Octo-brrr surprise not so surprising

FARGO – Summer sure left in a hurry Thursday morning, as Old Man Winter decided to drop more than an inch of snow on the metro and strong winds cut power to 6,500 homes.

Fargo-Moorhead got 1.4 inches, while the northern valley was hit a bit harder, said WDAY-TV meteorologist Rob Kupec.

Grand Forks got 3 inches, and Karlstad, Minn., ravaged by a devastating fire earlier this week, got a blanket of at least 5 inches, Kupec said.

The gusting winds knocked out power to 6,500 Xcel Energy customers in the metro Thursday morning at around 6:30. Some customers were without power for just longer than two hours, said Judi Paukert, Xcel community relations manager.

Paukert said a power pole fire caused the outage.

“We believe the weather was a contributing factor, that the wind and moisture caused the pole fire,” she said.

It may seem strange, but snow this early is not terribly uncommon, Kupec said.
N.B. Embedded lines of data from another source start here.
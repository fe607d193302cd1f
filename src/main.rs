use anyhow::Result;
use std::sync::Arc;
use tokio::sync::Mutex;

use xero_gateway::{
    adapter::XeroAdapter,
    auth::{TokenSet, TokenStore},
    config,
    routes::{self, AppState},
};

#[tokio::main]
async fn main() -> Result<()> {
    // Check if interactive setup is needed (no .env and missing required values)
    if config::needs_interactive_setup() {
        let interactive_config = config::run_interactive_setup()?;

        // Set environment variables from interactive config so Config::load() can use them
        std::env::set_var("PROXY_API_KEY", &interactive_config.proxy_api_key);
        std::env::set_var("XERO_CLIENT_ID", &interactive_config.client_id);
        std::env::set_var("XERO_CLIENT_SECRET", &interactive_config.client_secret);
        std::env::set_var("XERO_REDIRECT_URI", &interactive_config.redirect_uri);
        std::env::set_var("SERVER_PORT", &interactive_config.server_port);
    }

    // Load configuration first (for log level)
    let config = config::Config::load()?;
    config.validate()?;

    // Initialize logging with a configured level
    let log_level = config.log_level.to_lowercase();
    let env_filter = tracing_subscriber::EnvFilter::try_from_default_env()
        .unwrap_or_else(|_| tracing_subscriber::EnvFilter::new(&log_level));

    tracing_subscriber::fmt()
        .with_env_filter(env_filter)
        .with_target(false)
        .with_thread_ids(false)
        .with_file(true)
        .with_line_number(true)
        .init();

    tracing::info!("Xero Gateway starting...");
    tracing::info!(
        "Server configured: {}:{}",
        config.server_host,
        config.server_port
    );

    // Open token store and load any previously granted token
    tracing::info!("Opening token store: {}", config.token_db_file.display());
    let token_store = Arc::new(TokenStore::open(&config.token_db_file)?);
    let stored_token = load_stored_token(&token_store);

    let mut adapter = XeroAdapter::with_options(
        config.credentials(),
        stored_token.clone(),
        config.client_options(),
    )?;

    // Initialize Xero client - fail fast if discovery is unreachable
    tracing::info!("Initializing Xero client...");
    if let Err(e) = adapter.init_client().await {
        tracing::error!("Failed to initialize Xero client: {}", e);
        tracing::error!("Troubleshooting steps:");
        tracing::error!("   1. Check your network connection");
        tracing::error!("   2. Verify XERO_IDENTITY_URL ({})", config.xero_identity_url);
        anyhow::bail!("Startup failed: Unable to reach Xero identity service");
    }

    match adapter.token_set() {
        Some(token) => {
            if stored_token.as_ref() != Some(token) {
                token_store.save(token)?;
            }
            tracing::info!(
                "Connected to Xero with {} tenant(s)",
                adapter.tenants().len()
            );
        }
        None => {
            tracing::warn!(
                "No Xero token stored - open http://{}:{}/connect to authorize",
                config.server_host,
                config.server_port
            );
        }
    }

    let app_state = AppState {
        proxy_api_key: config.proxy_api_key.clone(),
        adapter: Arc::new(Mutex::new(adapter)),
        token_store,
    };

    let app = routes::build_app(app_state);

    let addr = format!("{}:{}", config.server_host, config.server_port);
    let listener = tokio::net::TcpListener::bind(&addr).await?;

    print_startup_banner(&config);

    tracing::info!("Server listening on http://{}", addr);

    axum::serve(listener, app)
        .with_graceful_shutdown(shutdown_signal())
        .await?;

    tracing::info!("Server shutdown complete");

    Ok(())
}

/// Load the persisted token; an invalid document is discarded
fn load_stored_token(store: &TokenStore) -> Option<TokenSet> {
    match store.load() {
        Ok(token) => token,
        Err(e) => {
            tracing::warn!("Ignoring stored token: {:#}", e);
            if let Err(e) = store.clear() {
                tracing::error!("Failed to clear stored token: {:#}", e);
            }
            None
        }
    }
}

/// Print startup banner
fn print_startup_banner(config: &config::Config) {
    println!();
    println!("  Xero Gateway");
    println!("  Version:      {}", env!("CARGO_PKG_VERSION"));
    println!(
        "  Server:       http://{}:{}",
        config.server_host, config.server_port
    );
    println!("  Redirect URI: {}", config.xero_redirect_uri);
    println!("  Token store:  {}", config.token_db_file.display());
    println!("  Log Level:    {}", config.log_level);
    println!();
}

/// Handle graceful shutdown signal
async fn shutdown_signal() {
    use tokio::signal;

    let ctrl_c = async {
        if let Err(e) = signal::ctrl_c().await {
            tracing::error!("Failed to install Ctrl+C handler: {}", e);
            std::future::pending::<()>().await;
        }
    };

    #[cfg(unix)]
    let terminate = async {
        match signal::unix::signal(signal::unix::SignalKind::terminate()) {
            Ok(mut sig) => {
                sig.recv().await;
            }
            Err(e) => {
                tracing::error!("Failed to install signal handler: {}", e);
                std::future::pending::<()>().await;
            }
        }
    };

    #[cfg(not(unix))]
    let terminate = std::future::pending::<()>();

    tokio::select! {
        _ = ctrl_c => {
            tracing::info!("Received Ctrl+C signal, initiating graceful shutdown...");
        },
        _ = terminate => {
            tracing::info!("Received terminate signal, initiating graceful shutdown...");
        },
    }
}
He remembers a 6-inch snowfall in mid-October in 2001.

“You probably get one of these every 10 to 15 years,” he said. “We’ve had recorded snow in September. Those are few and far between, but they’ve happened.”

The snowfall in Fargo stopped by mid-morning Thursday, turning to slush as temps warmed up. Kupec said there might be some flurries today, but any precipitation this weekend in the metro should be light, and temps could hit the low 60s by next Thursday.

Deeper snowfall hit the northern valley, where the Minnesota State Patrol blamed near-blizzard conditions for a head-on collision that killed a woman in the Thief River Falls area.

Residents in various area lost power for several hours early in the morning, as northwest Minnesota got from 1 to 8 inches, with areas near Badger, Minn., receiving 12 to 14 inches.

The snow and moisture has the potential to affect the ongoing corn and sugar beet harvests in the Red River Valley, said John Kringler, Cass County Extension agent.

Growers, especially in the northern valley, may have to wait until the snow melts off the husks before resuming the corn harvest, which is about halfway finished, Kringler said.

“What happens with snow and corn, if it sits on the corn husks, when you try to harvest, it can start freezing up some of the sieves in the combine, which allows the corn to go through the machine rather than be collected,” he said.

The precipitation will create muddy topsoil conditions for the sugar beet harvest now in full swing, but it shouldn’t cause too much trouble for beet lifters, Kringler said.

“With the beet people, I think it’s going to be more an issue of the temperatures being too warm, or else when we get down in the 20s or something, being too cold, where they’ll have to watch beet root temperature for piling,” he said.

Beets are probably the only crop left to harvest that could benefit from the moisture, by hydrating their cells for better storage condition, Kringler said. Soybean plants also may absorb some moisture and swell, but it shouldn’t be detrimental to the crop, he said.

“You might have to wait a little bit until they firm up a little bit again,” he said.